If you are in China and having trouble with slow download speeds or network issues, you can use the Tsinghua University PyPI mirror to install NeoSCA:

pip install neosca -i https://pypi.tuna.tsinghua.edu.cn/simple

Install Dependents Top ▲

NeoSCA depends on Java, Stanford Parser, and Stanford Tregex. After you have NeoSCA installed, you can use nsca --check-depends to install them.

Basic Usage Top ▲

To use NeoSCA, run the nsca command in your terminal, followed by the options and arguments you want to use.

Single Input Top ▲

To analyze a single text file, use the command nsca followed by the file path.

nsca ./samples/sample1.txt
# frequency output: ./result.csv

A result.csv file will be generated in the current directory. You can specify a different output filename using -o.

nsca ./samples/sample1.txt -o sample1.csv
# frequency output: ./sample1.csv
When analyzing a text file with a filename that includes spaces, it is important to enclose the file path in double quotes. Assume you have a sample 1.txt to analyze:
nsca "./samples/sample 1.txt"

This ensures that the entire filename including the spaces, is interpreted as a single argument. Without the double quotes, the command would interpret "sample" and "1.txt" as two separate arguments and the analysis would fail.

Multiple Input Top ▲

To analyze multiple text files at once, simply list them after the nsca command.
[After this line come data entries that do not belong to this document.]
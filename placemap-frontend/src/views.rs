//! Browser implementations of the rendering seams.
//!
//! All views only write signals or call into Leaflet. They never
//! read reactive state, so they can be used inside effects
//! without subscribing to anything.

use leaflet::{
    CircleMarker, CircleOptions, Handler, LatLng, LayerGroup, Map, MouseEvents, TileLayer,
    TileLayerOptions, Tooltip, TooltipOptions,
};
use leptos::*;
use wasm_bindgen::{JsCast, JsValue};

use placemap_core::{
    config,
    presenter::{detail::DetailContent, escape_to_string, list::ListItem, map::MarkerSpec},
    view::*,
    FilterCriteria,
};
use placemap_entities::{geo::MapPoint, id::Id};

#[derive(Clone, Copy)]
pub struct SignalControls {
    pub districts: WriteSignal<Vec<String>>,
    pub prices: WriteSignal<Vec<String>>,
    pub criteria: WriteSignal<FilterCriteria>,
}

impl ControlsView for SignalControls {
    fn set_district_options(&mut self, districts: &[String]) {
        self.districts.set(districts.to_vec());
    }

    fn set_price_options(&mut self, prices: &[String]) {
        self.prices.set(prices.to_vec());
    }

    fn show_criteria(&mut self, criteria: &FilterCriteria) {
        self.criteria.set(criteria.clone());
    }
}

#[derive(Clone, Copy)]
pub struct SignalList {
    pub count: WriteSignal<String>,
    pub items: WriteSignal<Vec<ListItem>>,
}

impl ListView for SignalList {
    fn render(&mut self, count_label: &str, items: Vec<ListItem>) {
        self.count.set(count_label.to_owned());
        self.items.set(items);
    }
}

#[derive(Clone, Copy)]
pub struct SignalDetail {
    pub content: WriteSignal<Option<DetailContent>>,
    pub dialog: NodeRef<html::Dialog>,
}

impl DetailView for SignalDetail {
    fn show(&mut self, content: &DetailContent) {
        self.content.set(Some(content.clone()));
        let Some(dialog) = self.dialog.get_untracked() else {
            log::warn!("No dialog element found");
            return;
        };
        if dialog.open() {
            return;
        }
        if let Err(err) = dialog.show_modal() {
            log::warn!("Unable to open dialog: {err:?}");
        }
    }

    fn hide(&mut self) {
        if let Some(dialog) = self.dialog.get_untracked() {
            dialog.close();
        }
    }
}

/// A Leaflet map with a single layer for all markers.
pub struct LeafletMap {
    map: Map,
    layer: LayerGroup,
    style: config::MarkerStyle,
    selected: WriteSignal<Option<Id>>,
}

impl LeafletMap {
    /// Clicks on markers are reported through `selected`.
    pub fn new(map: Map, config: &config::Map, selected: WriteSignal<Option<Id>>) -> Self {
        map.set_max_zoom(config.max_zoom);
        if !config.scroll_wheel_zoom {
            disable_scroll_wheel_zoom(&map);
        }
        let tile_options = TileLayerOptions::new();
        tile_options.set_max_zoom(config.max_zoom);
        tile_options.set_attribution(config.attribution.clone());
        TileLayer::new_options(&config.tile_layer_url, &tile_options).add_to(&map);
        let layer = LayerGroup::new();
        layer.add_to(&map);
        Self {
            map,
            layer,
            style: config.marker,
            selected,
        }
    }
}

// Leaflet only exposes its interaction handlers as properties of the map.
fn disable_scroll_wheel_zoom(map: &Map) {
    match js_sys::Reflect::get(map, &JsValue::from_str("scrollWheelZoom")) {
        Ok(handler) if handler.is_object() => {
            handler.unchecked_into::<Handler>().disable();
        }
        _ => log::warn!("Scroll wheel zoom handler not found"),
    }
}

fn lat_lng(pos: MapPoint) -> LatLng {
    let (lat, lng) = pos.to_lat_lng_deg();
    LatLng::new(lat, lng)
}

impl MapView for LeafletMap {
    type Marker = CircleMarker;

    fn clear_markers(&mut self) {
        self.layer.clear_layers();
    }

    fn add_marker(&mut self, spec: &MarkerSpec) -> Self::Marker {
        let config::MarkerStyle {
            radius,
            weight,
            opacity,
            fill_opacity,
        } = self.style;
        let options = CircleOptions::new();
        options.set_radius(radius);
        options.set_weight(weight);
        options.set_opacity(opacity);
        options.set_fill_opacity(fill_opacity);
        options.set_color(spec.color.to_owned());
        options.set_fill_color(spec.color.to_owned());
        let marker = CircleMarker::new_with_options(&lat_lng(spec.pos), &options);

        let selected = self.selected;
        let id = spec.id.clone();
        marker.on_click(Box::new(move |_| {
            selected.set(Some(id.clone()));
        }));

        // Tooltip content is inserted as HTML
        let mut label = String::new();
        escape_to_string(&spec.label, &mut label);
        let tooltip_options = TooltipOptions::new();
        tooltip_options.set_direction("top".to_owned());
        tooltip_options.set_opacity(0.9);
        let tooltip = Tooltip::new(&tooltip_options, None);
        tooltip.set_content(&JsValue::from_str(&label));
        marker.bind_tooltip(&tooltip);

        self.layer.add_layer(&marker);
        marker
    }

    fn zoom(&self) -> f64 {
        self.map.get_zoom()
    }

    fn set_view(&mut self, center: MapPoint, zoom: f64) {
        self.map.set_view(&lat_lng(center), zoom);
    }

    fn open_tooltip(&mut self, marker: &Self::Marker) {
        marker.open_tooltip(&marker.get_lat_lng());
    }
}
nsca ./samples/sample1.txt ./samples/sample2.txt

You can also use wildcards to select multiple files at once.

nsca ./samples/sample*.txt 
nsca ./samples/sample[1-100].txt

Advanced Usage Top ▲

Output Frequencies in Json Format Top ▲

You can generate a json file by:

nsca ./samples/sample1.txt --output-format json
# frequency output: ./result.json

Or

nsca ./samples/sample1.txt -o sample1.json
# frequency output: ./sample1.json

Pass Text Through the Command Line Top ▲

If you want to analyze text that is passed directly through the command line, you can use --text followed by the text.

nsca --text 'The quick brown fox jumps over the lazy dog.'
# frequency output: ./result.csv

Reserve Intermediate Results Top ▲

To reserve the parsed trees, use -p or --reserve-parsed. To reserve matched subtrees, use -m or --reserve-matched.
nsca samples/sample1.txt -p
# frequency output: ./result.csv
# parsed trees: ./samples/sample1.parsed
nsca samples/sample1.txt -m
# frequency output: ./result.csv
# matched subtrees: ./result_matches/
nsca samples/sample1.txt -p -m
# frequency output: ./result.csv
# parsed trees: ./samples/sample1.parsed
# matched subtrees: ./result_matches/

Just Parse Texts and Exit Top ▲

If you only want to save the parsed trees and exit, you can use --no-query. This can be useful if you want to use the parsed trees for other purposes.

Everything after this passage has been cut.